Leakage of protein into lungs of preterm ventilated rabbits is correlated with activation of clotting, complement, and polymorphonuclear leukocytes in plasma

Abstract

We investigated whether leakage of protein in lungs of preterm ventilated rabbits of 28- and 29-d gestational age is correlated with activation of clotting, complement, and polymorphonuclear leukocytes (PMN) in plasma.
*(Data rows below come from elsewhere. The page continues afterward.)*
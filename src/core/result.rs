//! Index-aligned result sequences produced by a scan.

use super::params::ScanVariable;
use crate::error::{PeriodogramError, Result};
use crate::utils::stats::finite_or_nan;

/// Kind of value stored in a result sequence.
#[derive(Debug, Clone, Copy, PartialEq, Eq, Hash)]
pub enum Coordinate {
    Frequency,
    Period,
    Power,
    SemiAmplitude,
    FStatistic,
    PValue,
}

impl Coordinate {
    /// Human-readable column label.
    pub fn label(&self) -> &'static str {
        match self {
            Coordinate::Frequency => "Frequency",
            Coordinate::Period => "Period",
            Coordinate::Power => "Power",
            Coordinate::SemiAmplitude => "Semi-amplitude",
            Coordinate::FStatistic => "F-statistic",
            Coordinate::PValue => "p-value",
        }
    }
}

impl std::fmt::Display for Coordinate {
    fn fmt(&self, f: &mut std::fmt::Formatter<'_>) -> std::fmt::Result {
        f.write_str(self.label())
    }
}

/// Value pair returned by a method for one trial point.
#[derive(Debug, Clone, Copy, PartialEq)]
pub struct StatisticTuple {
    /// Statistic ranked by the top-hit extractor (power, F-statistic).
    pub primary: f64,
    /// Companion value (semi-amplitude, p-value).
    pub secondary: f64,
}

impl StatisticTuple {
    pub fn new(primary: f64, secondary: f64) -> Self {
        Self { primary, secondary }
    }

    /// Both values undefined.
    pub fn undefined() -> Self {
        Self {
            primary: f64::NAN,
            secondary: f64::NAN,
        }
    }
}

/// One row of a [`ResultSeries`].
#[derive(Debug, Clone, Copy, PartialEq)]
pub struct ResultRow {
    pub frequency: f64,
    pub period: f64,
    pub primary: f64,
    pub secondary: f64,
}

/// Parallel frequency / period / primary / secondary sequences.
///
/// All four sequences always have the same length and row `i` of each
/// belongs to the same trial point. Rows are appended in scan order and are
/// never reordered.
#[derive(Debug, Clone, PartialEq)]
pub struct ResultSeries {
    variable: ScanVariable,
    primary_kind: Coordinate,
    secondary_kind: Coordinate,
    frequencies: Vec<f64>,
    periods: Vec<f64>,
    primary: Vec<f64>,
    secondary: Vec<f64>,
}

impl ResultSeries {
    /// Create an empty result series.
    pub fn new(variable: ScanVariable, primary_kind: Coordinate, secondary_kind: Coordinate) -> Self {
        Self::with_capacity(variable, primary_kind, secondary_kind, 0)
    }

    pub fn with_capacity(
        variable: ScanVariable,
        primary_kind: Coordinate,
        secondary_kind: Coordinate,
        capacity: usize,
    ) -> Self {
        Self {
            variable,
            primary_kind,
            secondary_kind,
            frequencies: Vec::with_capacity(capacity),
            periods: Vec::with_capacity(capacity),
            primary: Vec::with_capacity(capacity),
            secondary: Vec::with_capacity(capacity),
        }
    }

    /// Build a series from existing columns of equal length.
    pub fn from_columns(
        variable: ScanVariable,
        primary_kind: Coordinate,
        secondary_kind: Coordinate,
        frequencies: Vec<f64>,
        periods: Vec<f64>,
        primary: Vec<f64>,
        secondary: Vec<f64>,
    ) -> Result<Self> {
        let n = frequencies.len();
        for len in [periods.len(), primary.len(), secondary.len()] {
            if len != n {
                return Err(PeriodogramError::DimensionMismatch {
                    expected: n,
                    got: len,
                });
            }
        }
        Ok(Self {
            variable,
            primary_kind,
            secondary_kind,
            frequencies,
            periods,
            primary,
            secondary,
        })
    }

    /// Append a row; infinite values are stored as `NaN`.
    pub fn push(&mut self, row: ResultRow) {
        self.frequencies.push(finite_or_nan(row.frequency));
        self.periods.push(finite_or_nan(row.period));
        self.primary.push(finite_or_nan(row.primary));
        self.secondary.push(finite_or_nan(row.secondary));
    }

    /// Append the row for trial value `x` of the scan variable.
    pub fn push_trial(&mut self, x: f64, stat: StatisticTuple) {
        let (frequency, period) = match self.variable {
            ScanVariable::Frequency => (x, 1.0 / x),
            ScanVariable::Period => (1.0 / x, x),
        };
        self.push(ResultRow {
            frequency,
            period,
            primary: stat.primary,
            secondary: stat.secondary,
        });
    }

    pub fn len(&self) -> usize {
        self.frequencies.len()
    }

    pub fn is_empty(&self) -> bool {
        self.frequencies.is_empty()
    }

    /// Rows that fit before the columns reallocate.
    pub fn capacity(&self) -> usize {
        self.frequencies.capacity()
    }

    /// The coordinate the scan stepped through.
    pub fn scan_variable(&self) -> ScanVariable {
        self.variable
    }

    pub fn primary_kind(&self) -> Coordinate {
        self.primary_kind
    }

    pub fn secondary_kind(&self) -> Coordinate {
        self.secondary_kind
    }

    /// The four coordinates in column order.
    pub fn coordinates(&self) -> [Coordinate; 4] {
        [
            Coordinate::Frequency,
            Coordinate::Period,
            self.primary_kind,
            self.secondary_kind,
        ]
    }

    pub fn frequencies(&self) -> &[f64] {
        &self.frequencies
    }

    pub fn periods(&self) -> &[f64] {
        &self.periods
    }

    pub fn primary(&self) -> &[f64] {
        &self.primary
    }

    pub fn secondary(&self) -> &[f64] {
        &self.secondary
    }

    /// Values of the scanned coordinate, in scan order.
    pub fn scan_values(&self) -> &[f64] {
        match self.variable {
            ScanVariable::Frequency => &self.frequencies,
            ScanVariable::Period => &self.periods,
        }
    }

    /// Look up a sequence by coordinate kind.
    pub fn get(&self, coordinate: Coordinate) -> Option<&[f64]> {
        match coordinate {
            Coordinate::Frequency => Some(&self.frequencies),
            Coordinate::Period => Some(&self.periods),
            c if c == self.primary_kind => Some(&self.primary),
            c if c == self.secondary_kind => Some(&self.secondary),
            _ => None,
        }
    }

    /// Row `i`, if present.
    pub fn row(&self, i: usize) -> Option<ResultRow> {
        Some(ResultRow {
            frequency: *self.frequencies.get(i)?,
            period: *self.periods.get(i)?,
            primary: *self.primary.get(i)?,
            secondary: *self.secondary.get(i)?,
        })
    }

    /// Iterate over rows in scan order.
    pub fn rows(&self) -> impl Iterator<Item = ResultRow> + '_ {
        (0..self.len()).filter_map(move |i| self.row(i))
    }

    /// New series of the same shape holding the given rows in the given order.
    pub fn select(&self, indices: &[usize]) -> Self {
        let mut selected = Self::with_capacity(
            self.variable,
            self.primary_kind,
            self.secondary_kind,
            indices.len(),
        );
        for row in indices.iter().filter_map(|&i| self.row(i)) {
            selected.push(row);
        }
        selected
    }
}

#[cfg(test)]
mod tests {
    use super::*;

    fn fourier_series() -> ResultSeries {
        ResultSeries::new(
            ScanVariable::Frequency,
            Coordinate::Power,
            Coordinate::SemiAmplitude,
        )
    }

    #[test]
    fn push_trial_derives_reciprocal() {
        let mut series = fourier_series();
        series.push_trial(0.5, StatisticTuple::new(1.0, 0.2));
        series.push_trial(2.0, StatisticTuple::new(3.0, 0.4));

        assert_eq!(series.len(), 2);
        assert_eq!(series.frequencies(), &[0.5, 2.0]);
        assert_eq!(series.periods(), &[2.0, 0.5]);
        assert_eq!(series.primary(), &[1.0, 3.0]);
        assert_eq!(series.secondary(), &[0.2, 0.4]);
        assert_eq!(series.scan_values(), series.frequencies());
    }

    #[test]
    fn zero_frequency_period_is_nan() {
        let mut series = fourier_series();
        series.push_trial(0.0, StatisticTuple::new(f64::INFINITY, 1.0));

        assert_eq!(series.frequencies()[0], 0.0);
        assert!(series.periods()[0].is_nan());
        assert!(series.primary()[0].is_nan());
    }

    #[test]
    fn period_scan_derives_frequency() {
        let mut series =
            ResultSeries::new(ScanVariable::Period, Coordinate::FStatistic, Coordinate::PValue);
        series.push_trial(4.0, StatisticTuple::new(10.0, 0.01));

        assert_eq!(series.frequencies(), &[0.25]);
        assert_eq!(series.scan_values(), &[4.0]);
        assert_eq!(series.get(Coordinate::FStatistic), Some(&[10.0][..]));
        assert_eq!(series.get(Coordinate::PValue), Some(&[0.01][..]));
        assert_eq!(series.get(Coordinate::Power), None);
    }

    #[test]
    fn coordinates_in_column_order() {
        let series = fourier_series();
        assert_eq!(
            series.coordinates(),
            [
                Coordinate::Frequency,
                Coordinate::Period,
                Coordinate::Power,
                Coordinate::SemiAmplitude
            ]
        );
        assert_eq!(Coordinate::FStatistic.to_string(), "F-statistic");
    }

    #[test]
    fn from_columns_checks_lengths() {
        let err = ResultSeries::from_columns(
            ScanVariable::Frequency,
            Coordinate::Power,
            Coordinate::SemiAmplitude,
            vec![1.0, 2.0],
            vec![1.0, 0.5],
            vec![3.0],
            vec![0.0, 0.0],
        )
        .unwrap_err();
        assert_eq!(err, PeriodogramError::DimensionMismatch { expected: 2, got: 1 });
    }

    #[test]
    fn select_keeps_requested_order() {
        let mut series = fourier_series();
        for (i, p) in [1.0, 5.0, 3.0].iter().enumerate() {
            series.push_trial(1.0 + i as f64, StatisticTuple::new(*p, 0.0));
        }
        let picked = series.select(&[1, 2]);
        assert_eq!(picked.primary(), &[5.0, 3.0]);
        assert_eq!(picked.frequencies(), &[2.0, 3.0]);
        assert_eq!(series.rows().count(), 3);
    }
}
We found signs of systemic activation of clotting, complement, and PMN in ventilated 28-d gestational age rabbits, as indicated, respectively, by increased median plasma fibrin monomer concentrations (83 versus 40% of normal adult rabbit plasma in nonventilated 28-d gestational age rabbits, p < 0.01), decreased median plasma CH50 activity (112 versus 122 U/L in nonventilated 28-d gestational age rabbits, p < 0.05), and increased median plasma β-glucuronidase concentrations (159 versus 97% of maximal activated adult rabbit plasma in nonventilated 28-d gestational age rabbits, p < 0.05). We did not rind signs of systemic activation in the ventilated 29-d gestational age group. Higher median total protein concentrations in alveolar wash of the ventilated 28-d gestational age rabbits (2.7 versus 1.3 mg/mL in the nonventilated rabbits, p < 0.01) indicated protein leakage into the lungs, and this protein leakage was more pronounced in the lungs of ventilated 28-d gestational age rabbits than in those of ventilated 29-d gestational age rabbits (2.1 mg/mL, p < 0.01). The total protein concentration in the alveolar wash of all 28-d gestational age rabbits was correlated with the concentration of fibrin monomers (ρ = 0.51, p = 0.035) and β-glucuronidase (ρ = 0.61, p = 0.011), and the CH50 activity (ρ = - 0.73, p = 0.002) in plasma. We conclude that leakage of protein in lungs of preterm ventilated rabbits of 28-d gestational age is correlated with activation of clotting, complement, and PMN in plasma. This activation process may contribute to lung injury by intravascular and intraalveolar deposition of fibrin and formation of proteinaceous edema.